Em resumo, ela defende que a sociedade passa por grandes acontecimentos que se repetem de tempos em tempos. Mais tarde, Maquiavel também aprova esse pensamento e acrescenta que os ciclos são um resultado da estratégia política dos governantes.
Essa teoria, bastante criticada pelos
historiadores modernos, está em desuso pela ciência, mas é amplamente utilizada
pelo senso comum. Quem já não ouviu expressões do tipo: “Aqui se faz, aqui
se paga” ou de que a “história sempre se repete”.
O historiador Mircea Eliade explica que a
ideia de que a história se repete como se fosse um ciclo interminável de
repetições é de caráter religioso. Quem já não ouviu falar em Karma?
De origem hindu, a teoria do Karma é a mais acabada expressão dessa
forma de ver o mundo. É o que o historiador chama de “mito do eterno
retorno”.
TEORIA MARXISTA DA HISTÓRIA
Outra fonte histórica a ser observada é a concepção marxista. Dentro dessa perspectiva, a história da humanidade é a história da luta de classes. Ora, nesse sentido, o filme apresenta uma relação que foi estabelecida em muitos momentos da história mundial: a opressão e a resistência.
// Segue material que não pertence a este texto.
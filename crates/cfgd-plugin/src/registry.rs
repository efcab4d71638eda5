//! Plugin registry — discovers plugins and keeps them in registration order.

use std::path::Path;
use std::sync::Arc;

use indexmap::IndexMap;
use tokio::sync::RwLock;
use tracing::{error, info, warn};

use cfgd_core::config::PluginRole;

use crate::error::PluginError;
use crate::hooks::definitions::{HookArgs, HookKind};
use crate::host::PluginHost;
use crate::loader::ModuleLoader;
use crate::plugin::Plugin;

/// Ordered collection of the plugins serving one role.
///
/// Iteration follows registration order, which is the order every phase
/// invokes hooks in. Names are unique.
#[derive(Debug)]
pub struct PluginRegistry {
    /// Role this registry serves.
    role: PluginRole,
    /// Plugin name → plugin, in registration order.
    plugins: RwLock<IndexMap<String, Arc<Plugin>>>,
}

impl PluginRegistry {
    /// Creates a new empty plugin registry.
    pub fn new(role: PluginRole) -> Self {
        Self {
            role,
            plugins: RwLock::new(IndexMap::new()),
        }
    }

    /// Returns the role of this registry.
    pub fn role(&self) -> PluginRole {
        self.role
    }

    /// Discovers, loads and initialises every unit in `dir`.
    ///
    /// Units are loaded in name order. Each plugin is registered before its
    /// `plugin_init` hook runs, so the hook may register dependencies. If
    /// loading or `plugin_init` fails, discovery stops with
    /// [`PluginError::LoadFailure`]; the failing plugin and any dependencies
    /// it registered are removed again, but plugins registered before it
    /// stay. A missing directory registers nothing.
    ///
    /// `host` must wrap this registry. Returns the number of registered
    /// plugins.
    pub async fn discover(
        &self,
        dir: &Path,
        loader: &dyn ModuleLoader,
        host: &Arc<PluginHost>,
    ) -> Result<usize, PluginError> {
        debug_assert!(
            std::ptr::eq(self, host.registry().as_ref()),
            "host must wrap the registry being populated"
        );

        let units = loader.enumerate(dir)?;
        info!(
            role = %self.role,
            dir = %dir.display(),
            units = units.len(),
            "Discovering plugins"
        );

        for unit in units {
            let module = loader.load(&unit).map_err(|cause| {
                error!(plugin = %unit.name, error = %cause, "Plugin failed to load");
                PluginError::load_failure(&unit.name, cause)
            })?;

            let plugin = Arc::new(Plugin::new(unit.name.as_str(), unit.path, module.as_ref()));
            self.insert(Arc::clone(&plugin)).await?;

            let init = match plugin.invoke(host, HookKind::Init, HookArgs::None).await {
                Ok(Some(signal)) if signal.is_failure() => Err(PluginError::HookFailure {
                    plugin: unit.name.clone(),
                    hook: HookKind::Init,
                    signal: signal.value(),
                }),
                Ok(_) => Ok(()),
                Err(e) => Err(e),
            };

            if let Err(cause) = init {
                error!(plugin = %unit.name, error = %cause, "Plugin failed to initialise");
                self.remove(&unit.name).await;
                host.dependencies().remove_plugin(&unit.name).await;
                return Err(PluginError::load_failure(&unit.name, cause));
            }

            info!(
                plugin = %unit.name,
                hooks = ?plugin.hooks().present(),
                "Plugin loaded"
            );
        }

        Ok(self.len().await)
    }

    /// Registers a plugin.
    pub async fn insert(&self, plugin: Arc<Plugin>) -> Result<(), PluginError> {
        let mut plugins = self.plugins.write().await;
        let name = plugin.name().to_string();

        if plugins.contains_key(&name) {
            warn!(plugin = %name, "Plugin is already registered");
            return Err(PluginError::load_failure(
                &name,
                format!("plugin '{name}' is already registered"),
            ));
        }

        plugins.insert(name, plugin);
        Ok(())
    }

    /// Removes a plugin whose initialisation failed.
    async fn remove(&self, name: &str) {
        let mut plugins = self.plugins.write().await;
        plugins.shift_remove(name);
    }

    /// Gets a plugin by name.
    pub async fn lookup(&self, name: &str) -> Option<Arc<Plugin>> {
        let plugins = self.plugins.read().await;
        plugins.get(name).cloned()
    }

    /// Checks whether a plugin is registered.
    pub async fn contains(&self, name: &str) -> bool {
        let plugins = self.plugins.read().await;
        plugins.contains_key(name)
    }

    /// Returns plugin count.
    pub async fn len(&self) -> usize {
        let plugins = self.plugins.read().await;
        plugins.len()
    }

    /// Returns whether no plugin is registered.
    pub async fn is_empty(&self) -> bool {
        self.len().await == 0
    }

    /// Lists plugin names in registration order.
    pub async fn names(&self) -> Vec<String> {
        let plugins = self.plugins.read().await;
        plugins.keys().cloned().collect()
    }

    /// Returns all plugins in registration order.
    ///
    /// Phases iterate over this copy so hooks never run under the lock.
    pub(crate) async fn snapshot(&self) -> Vec<Arc<Plugin>> {
        let plugins = self.plugins.read().await;
        plugins.values().cloned().collect()
    }
}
A ideia que o enredo explora não é apenas a falta de água doce, mas sua futura distribuição. O recurso se torna um dos produtos mais cobiçados da sociedade e, com um valor elevado, o seu acesso fica restrito à população com melhores condições econômicas. Disputas pelo controle de rios e bacias hidrográficas transnacionais já são realidade e elevam a tensão em diversas partes do planeta. Seja na relação entre os índios e colonizadores, ou na luta entre populações excluídas da riqueza imperial e o Estado brasileiro, ou na resistência dos jovens contra a ditadura, no passado, por acesso à água doce e potável, no futuro, fica evidente a luta de classes na sociedade, como compreendiam os marxistas.
OS NOVOS PROTAGONISTAS DA HISTÓRIA
O filme explora, ainda, o fato de muitos personagens nacionais e suas lutas terem sido apagados da História do Brasil. Quer um exemplo? A abolição da escravatura é contada, muitas vezes, como se fosse uma grande concessão da Princesa Isabel e da elite da época; e não produto das lutas populares e quilombolas, ou das disputas travadas pelos abolicionistas negros. O próprio Duque de Caxias, mencionado no filme, raramente é retratado pela violência com a qual reprimiu a Balaiada.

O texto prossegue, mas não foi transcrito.